4.Subsequently, on 26th May 2005, the respondent’s advocates forwarded a draft Sale Agreement to the appellant’s advocates for execution. On 27th May 2005, the appellant executed the Agreement and on 30th May 2005, returned it to the Receiver Manager for execution by the respondent. On 21st July 2005, the appellant’s advocates formally forwarded three copies of the executed Sale Agreement to the respondent’s advocates for counter-execution and return. However, the respondent neither executed, nor returned the Agreement.
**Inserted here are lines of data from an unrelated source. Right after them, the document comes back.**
//! A small line-oriented script language with a compiler pipeline and a
//! statement graph producer.
//!
//! ```text
//! # comments run to end of line
//! let width = 8
//! let area = width * (width - 2)
//! print area / 2
//! ```
//!
//! [`ScriptPipeline`] plugs into a `scriptc_session::CompilationSession`;
//! [`ScriptGraph`] plugs into a `scriptc_graph::GraphExporter`.

pub mod checker;
pub mod error;
pub mod graph;
pub mod lexer;
pub mod parser;
pub mod pipeline;
pub mod program;

pub use error::SyntaxError;
pub use graph::ScriptGraph;
pub use pipeline::ScriptPipeline;
pub use program::{BinOp, Expr, Program, Span, Statement, StatementKind};
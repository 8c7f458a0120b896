//! Graph, export and render error types.
//!
//! Export and render failures are kept apart from compile failures: a
//! missing renderer is reported as a [`RenderError`], never as a problem
//! with the script.

use std::path::PathBuf;

use scriptc_core::SourceId;

/// Errors building, producing or parsing a graph description.
#[derive(Debug, thiserror::Error)]
pub enum GraphError {
    /// A node id was declared twice.
    #[error("duplicate node id '{0}'")]
    DuplicateNode(String),

    /// An edge referenced a node id that was never declared.
    #[error("unknown node id '{0}'")]
    UnknownNode(String),

    /// DOT text did not match the supported grammar.
    #[error("DOT parse error on line {line}: {reason}")]
    Parse { line: usize, reason: String },

    /// The graph producer could not describe the artifact.
    #[error("graph producer failed: {0}")]
    Producer(String),
}

/// Errors from [`GraphExporter::export_graph`](crate::GraphExporter::export_graph).
#[derive(Debug, thiserror::Error)]
pub enum ExportError {
    /// The source was never compiled.
    #[error("no compilation result for source '{0}'")]
    NoPriorResult(SourceId),

    /// The latest compile of the source failed, so there is nothing to export.
    #[error("source '{0}' has no compiled artifact (last compile failed)")]
    NoArtifact(SourceId),

    /// The graph producer itself failed.
    #[error("graph producer failed for '{source_id}'")]
    PipelineFailure {
        source_id: SourceId,
        #[source]
        source: GraphError,
    },

    /// The DOT file could not be written.
    #[error("failed to write graph to {}", .path.display())]
    WriteFailure {
        path: PathBuf,
        #[source]
        source: std::io::Error,
    },
}

/// Errors from rendering an exported graph to an image.
#[derive(Debug, thiserror::Error)]
pub enum RenderError {
    /// Exporting the DOT input failed.
    #[error("graph export failed")]
    ExporterFailed(#[from] ExportError),

    /// The renderer does not produce this image format.
    #[error("unsupported image format '{0}'")]
    UnsupportedFormat(String),

    /// The image path would be the DOT input itself.
    #[error("image output would overwrite the DOT input {}", .0.display())]
    OutputOverwritesInput(PathBuf),

    /// The renderer executable could not be launched.
    #[error("graph renderer '{}' could not be launched", .program.display())]
    RendererMissing {
        program: PathBuf,
        #[source]
        source: std::io::Error,
    },

    /// The renderer ran but reported failure.
    #[error("graph renderer exited with {}: {stderr}", describe_exit(.code))]
    RendererNonZeroExit { code: Option<i32>, stderr: String },

    /// The renderer succeeded but left no readable image behind.
    #[error("rendered image {} could not be loaded: {reason}", .path.display())]
    ImageLoadFailure { path: PathBuf, reason: String },
}

fn describe_exit(code: &Option<i32>) -> String {
    match code {
        Some(c) => format!("status {c}"),
        None => "a signal".to_string(),
    }
}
5.As a result, the appellant filed this suit vide a plaint dated 12th August 2005 and amended on 9th November 2006 seeking:1.An order that the respondent do execute the agreement of sale;2.An order for specific performance;
3.An order for an injunction restraining the respondent by themselves and/or their servants and agents from alienating, charging, letting, renting, selling and/or disposing or in any manner or way dealing with the property being L.R. Number 209/8194 Nairobi, the stock and forklift belonging to Sundev Investments Limited pending the hearing and determination of this suit.4.An order that the respondent do hand over all Title Deeds pertaining to the property being L.R. Number 209/8194.5.An order that the respondent do execute the Transfer pertaining to the said property in their favour free of encumbrances.6.An order that the respondent do give vacant possession of the said property.7.Damages for breach of contract in lieu or in addition to specific performance.8.Costs of the suit
6.The respondent filed a statement of defence dated 21st September 2005 denying the contents and allegations in the plaint.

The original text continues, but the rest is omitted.